この10年、現場で挑戦を続けてきた35人の実務家の皆さんが考える広報の仕事の醍醐味とは? 企業はもちろん、自治体や大学まで、あらゆる場面で広報の力を実感したというエピソードも満載です。未来への提言、読者へのメッセージもいただきました。
ベクトルグループ プラチナム 代表取締役 吉柳さおり(きりゅう・さおり)ベクトルグループ取締役。大学在学中に独立系PR会社のベクトルにアルバイトとして入社。大学卒業後に同社へ入社。2002年に26歳でベクトル取締役、04年にベクトルコミュニケーション(現プラチナム)代表に就任。 |
Q1:広報の仕事における「座右の銘」/その理由を教えてください。
A1:全ての道は広報に通じる/インプットした情報、人に出会った時の新しい視点の話、公私にかかわらず五感で感じた体験、課題を解決する戦略やソリューションが無限にあるPRを手がけるPRマンにとって毎日自分に起きることすべてが広報の戦略やソリューションにつながっています。
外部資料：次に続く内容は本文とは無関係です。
//! # Automation Engine Capability
//!
//! The provisioning task only knows the [`AutomationEngine`] contract: given a
//! [`ProfileSeed`], produce a [`ProfileDraft`] or an [`AutomationError`]. The
//! caller applies its own timeout and may drop the attempt future at any await
//! point, so engines must hold session resources in guards that release on drop.
//!
//! - [`seed`] - random name/email seeds for each attempt
//! - [`synthetic`] - local, network-free engine used for dry runs and staging

pub mod seed;
pub mod synthetic;

use async_trait::async_trait;
use thiserror::Error;

use crate::constants::reasons;
use crate::models::{ProfileDraft, ProfileSeed};

pub use seed::SeedGenerator;
pub use synthetic::SyntheticEngine;

#[derive(Debug, Clone, PartialEq, Eq, Error)]
pub enum AutomationError {
    #[error("timed out after {timeout_seconds}s")]
    Timeout { timeout_seconds: u64 },

    #[error("navigation failed: {0}")]
    Navigation(String),

    #[error("unexpected page state: {0}")]
    UnexpectedPageState(String),

    #[error("incomplete draft: missing {field}")]
    IncompleteDraft { field: String },

    #[error("{}", reasons::FORCED_SHUTDOWN)]
    Cancelled,

    #[error("engine error: {0}")]
    Engine(String),
}

impl AutomationError {
    /// Text recorded in `TaskOutcome::AutomationFailed`
    pub fn reason(&self) -> String {
        self.to_string()
    }
}

#[async_trait]
pub trait AutomationEngine: Send + Sync {
    /// Drive one provisioning attempt for `seed`
    async fn attempt(&self, seed: &ProfileSeed) -> Result<ProfileDraft, AutomationError>;

    /// Engine name for logs
    fn name(&self) -> &str;
}

#[cfg(test)]
mod tests {
    use super::*;

    #[test]
    fn test_reasons() {
        assert_eq!(
            AutomationError::Timeout { timeout_seconds: 30 }.reason(),
            "timed out after 30s"
        );
        assert_eq!(AutomationError::Cancelled.reason(), "forced-shutdown");
        assert_eq!(
            AutomationError::IncompleteDraft {
                field: "email".to_string()
            }
            .reason(),
            "incomplete draft: missing email"
        );
    }
}
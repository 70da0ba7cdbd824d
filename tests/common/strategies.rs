use proptest::prelude::*;

use profile_provisioner::automation::AutomationError;

use super::mock_engine::Behaviour;

/// Printable ASCII passwords of any composition
pub fn password_strategy() -> impl Strategy<Value = String> {
    "[ -~]{0,40}"
}

/// Raw salt text; the hasher binds whatever text it is given
pub fn salt_text_strategy() -> impl Strategy<Value = String> {
    "[A-Za-z0-9+/]{4,32}={0,2}"
}

/// Instant outcomes only, so runs need no clock movement
pub fn instant_behaviour_strategy() -> impl Strategy<Value = Behaviour> {
    prop_oneof![
        3 => Just(Behaviour::Succeed),
        1 => Just(Behaviour::Fail(AutomationError::Navigation(
            "signup form missing".to_string()
        ))),
        1 => Just(Behaviour::Fail(AutomationError::Timeout { timeout_seconds: 30 })),
        1 => Just(Behaviour::Incomplete),
    ]
}

pub fn script_strategy() -> impl Strategy<Value = Vec<Behaviour>> {
    prop::collection::vec(instant_behaviour_strategy(), 1..16)
}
Q2:これまでのキャリアのなかで、最も広報の力を実感したエピソード、仕事の醍醐味や面白さ、やりがいを感じた経験を教えてください。
A2:過去のキャリアにおいては、以前は世界初、日本初の事象を手がけたり世の中を驚かせるユニークな施策で海外の広告祭で賞をとるような分かりやすい成果がやりがいでした。今の醍醐味ややり方は一見とても地味でロングタームで、ブランドや商品のポジショニングを変えることで年間の昨対比売上増を狙ったり事業を創造するといった、点ではなく「線」的な活動が多いので派手ではないのですが、そういう成果はやりがいがありますね。日本を代表する大企業の黒子として新たなポジショニングを築いていくのも、アーリーステージのベンチャーを広報だけでなく事業コンサルの立場で支援し、すごいスピードで成長するのを見るのも両方やりがいがあります。
Q3:この先10年の間に、広報の仕事に求められるスキルを教えてください。(3つまで)
A3:(1)事業創造スキル(2)IoT(Internet of Things)またはその逆が理解できる視点(3)グローバル
Q4:過去10年の「広報」の役割の変化。これからの企業・社会における「広報」の意義や役割とは?
A4:日本では発信機能、パブリシティという意味合いが強かった広報の定義は大変革したと思います。企業と社会が求めるニーズや課題を見つけ、企業や商品がその社会的課題を解決するソリューション的存在となるにはどうしたら良いか、まさしく本来の意味の顧客や社会とどのようなリレーションをつくっていくかが争点になってきています。そのために経営戦略をどうするか、どのような商品をつくれば良いか、どのようなコンテンツをつくるべきか、事業視点でのクリエイティビティが求められるようになりました。ステークホルダーといわれる人々と仲良くなるにはどうしたら良いか、それを挑戦→検証→改善をスピードを持って繰り返していく。経営と一緒ですね。
Q5:「広報会議」読者、これからのPR・広報の仕事を担う皆さんへメッセージをお願いします。
A5:広報の仕事は、すごくエキサイティングで楽しくなってきていると思います。また広報ほど担当のエネルギーで結果の成否が変わってくる仕事はないのでは?と思います。いかに広報で成果を出し、広報が事業創造に貢献できるか、マネジメント層にコミットメントできるかで手腕が問われるので、ぜひ前に出て頑張ってください!